▸ Problem:
Should the word "true" occur in a line of the records, copy that line.

▸ Raw data:
────────────────────

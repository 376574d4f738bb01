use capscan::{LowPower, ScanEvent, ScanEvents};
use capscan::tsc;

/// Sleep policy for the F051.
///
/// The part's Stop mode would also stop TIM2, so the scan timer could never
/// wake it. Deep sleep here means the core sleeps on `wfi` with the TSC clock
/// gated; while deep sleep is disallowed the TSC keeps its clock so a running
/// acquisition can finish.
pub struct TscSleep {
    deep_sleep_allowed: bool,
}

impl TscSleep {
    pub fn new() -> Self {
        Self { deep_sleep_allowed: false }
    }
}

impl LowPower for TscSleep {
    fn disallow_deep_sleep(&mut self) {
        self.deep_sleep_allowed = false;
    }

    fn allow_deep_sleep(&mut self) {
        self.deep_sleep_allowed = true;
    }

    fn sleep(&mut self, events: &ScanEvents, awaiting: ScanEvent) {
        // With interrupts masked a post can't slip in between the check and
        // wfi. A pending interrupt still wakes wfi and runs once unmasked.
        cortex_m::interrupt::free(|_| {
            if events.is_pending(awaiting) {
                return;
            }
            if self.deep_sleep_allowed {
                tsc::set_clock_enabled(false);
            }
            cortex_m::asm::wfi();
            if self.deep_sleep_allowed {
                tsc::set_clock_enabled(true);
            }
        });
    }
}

────────────────────

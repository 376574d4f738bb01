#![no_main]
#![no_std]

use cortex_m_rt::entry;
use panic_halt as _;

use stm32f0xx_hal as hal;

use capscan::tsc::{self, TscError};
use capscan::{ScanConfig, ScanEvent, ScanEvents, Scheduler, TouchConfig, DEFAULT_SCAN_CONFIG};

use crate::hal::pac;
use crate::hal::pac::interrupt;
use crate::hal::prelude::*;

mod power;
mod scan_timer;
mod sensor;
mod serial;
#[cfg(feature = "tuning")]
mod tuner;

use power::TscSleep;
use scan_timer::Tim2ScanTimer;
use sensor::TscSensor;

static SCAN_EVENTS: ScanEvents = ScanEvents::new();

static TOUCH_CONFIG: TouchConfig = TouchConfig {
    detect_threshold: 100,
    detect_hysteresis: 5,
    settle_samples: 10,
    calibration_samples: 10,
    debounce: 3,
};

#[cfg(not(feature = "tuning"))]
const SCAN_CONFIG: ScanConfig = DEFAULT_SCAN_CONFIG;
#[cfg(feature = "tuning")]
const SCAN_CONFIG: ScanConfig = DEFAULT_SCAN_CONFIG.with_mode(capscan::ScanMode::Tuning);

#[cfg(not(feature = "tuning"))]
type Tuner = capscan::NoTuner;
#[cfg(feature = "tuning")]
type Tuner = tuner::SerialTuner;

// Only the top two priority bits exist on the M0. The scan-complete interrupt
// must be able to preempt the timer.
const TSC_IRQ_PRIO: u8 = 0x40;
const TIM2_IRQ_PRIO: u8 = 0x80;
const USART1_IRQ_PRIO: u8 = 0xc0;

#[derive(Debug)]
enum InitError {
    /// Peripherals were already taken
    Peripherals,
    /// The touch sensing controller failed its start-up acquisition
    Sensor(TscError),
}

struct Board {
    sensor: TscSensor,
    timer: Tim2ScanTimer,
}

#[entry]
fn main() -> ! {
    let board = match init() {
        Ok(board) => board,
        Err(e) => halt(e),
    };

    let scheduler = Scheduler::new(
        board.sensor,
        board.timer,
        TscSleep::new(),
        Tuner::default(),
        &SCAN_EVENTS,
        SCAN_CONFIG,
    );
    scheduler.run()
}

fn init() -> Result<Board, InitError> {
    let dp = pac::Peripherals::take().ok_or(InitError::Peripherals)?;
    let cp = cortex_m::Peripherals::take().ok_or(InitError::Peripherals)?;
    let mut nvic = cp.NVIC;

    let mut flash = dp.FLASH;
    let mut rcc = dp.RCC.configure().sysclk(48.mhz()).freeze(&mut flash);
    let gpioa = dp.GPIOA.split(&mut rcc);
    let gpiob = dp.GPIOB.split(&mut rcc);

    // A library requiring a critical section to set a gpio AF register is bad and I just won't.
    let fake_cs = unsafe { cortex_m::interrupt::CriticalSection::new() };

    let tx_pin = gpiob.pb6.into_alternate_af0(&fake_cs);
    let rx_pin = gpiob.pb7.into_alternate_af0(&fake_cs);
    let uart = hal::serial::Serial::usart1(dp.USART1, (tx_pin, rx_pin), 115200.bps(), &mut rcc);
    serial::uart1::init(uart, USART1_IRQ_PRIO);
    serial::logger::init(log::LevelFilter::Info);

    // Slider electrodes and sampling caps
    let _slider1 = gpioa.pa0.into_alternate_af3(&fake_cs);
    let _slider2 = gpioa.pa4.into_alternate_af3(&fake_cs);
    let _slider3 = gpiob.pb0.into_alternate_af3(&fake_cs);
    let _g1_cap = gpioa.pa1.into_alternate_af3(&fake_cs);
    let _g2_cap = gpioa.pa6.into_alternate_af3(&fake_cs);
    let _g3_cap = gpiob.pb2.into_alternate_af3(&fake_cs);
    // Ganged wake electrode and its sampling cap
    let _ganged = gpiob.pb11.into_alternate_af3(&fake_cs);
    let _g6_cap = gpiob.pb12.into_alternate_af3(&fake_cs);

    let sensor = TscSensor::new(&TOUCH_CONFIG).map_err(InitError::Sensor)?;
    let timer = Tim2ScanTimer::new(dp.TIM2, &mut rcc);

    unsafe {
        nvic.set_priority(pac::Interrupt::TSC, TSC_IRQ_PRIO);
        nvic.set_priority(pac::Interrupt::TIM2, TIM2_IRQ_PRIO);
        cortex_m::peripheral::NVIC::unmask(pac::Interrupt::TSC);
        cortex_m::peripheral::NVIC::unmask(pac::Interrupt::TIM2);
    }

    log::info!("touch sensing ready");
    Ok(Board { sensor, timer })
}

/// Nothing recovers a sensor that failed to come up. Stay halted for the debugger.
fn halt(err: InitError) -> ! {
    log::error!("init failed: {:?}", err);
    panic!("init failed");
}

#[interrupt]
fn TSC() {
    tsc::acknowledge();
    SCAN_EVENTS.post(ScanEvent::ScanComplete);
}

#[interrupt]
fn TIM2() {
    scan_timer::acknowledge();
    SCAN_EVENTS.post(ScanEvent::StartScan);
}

────────────────────

▸ Task solution:
        self.deep_sleep_allowed = true;
                tsc::set_clock_enabled(true);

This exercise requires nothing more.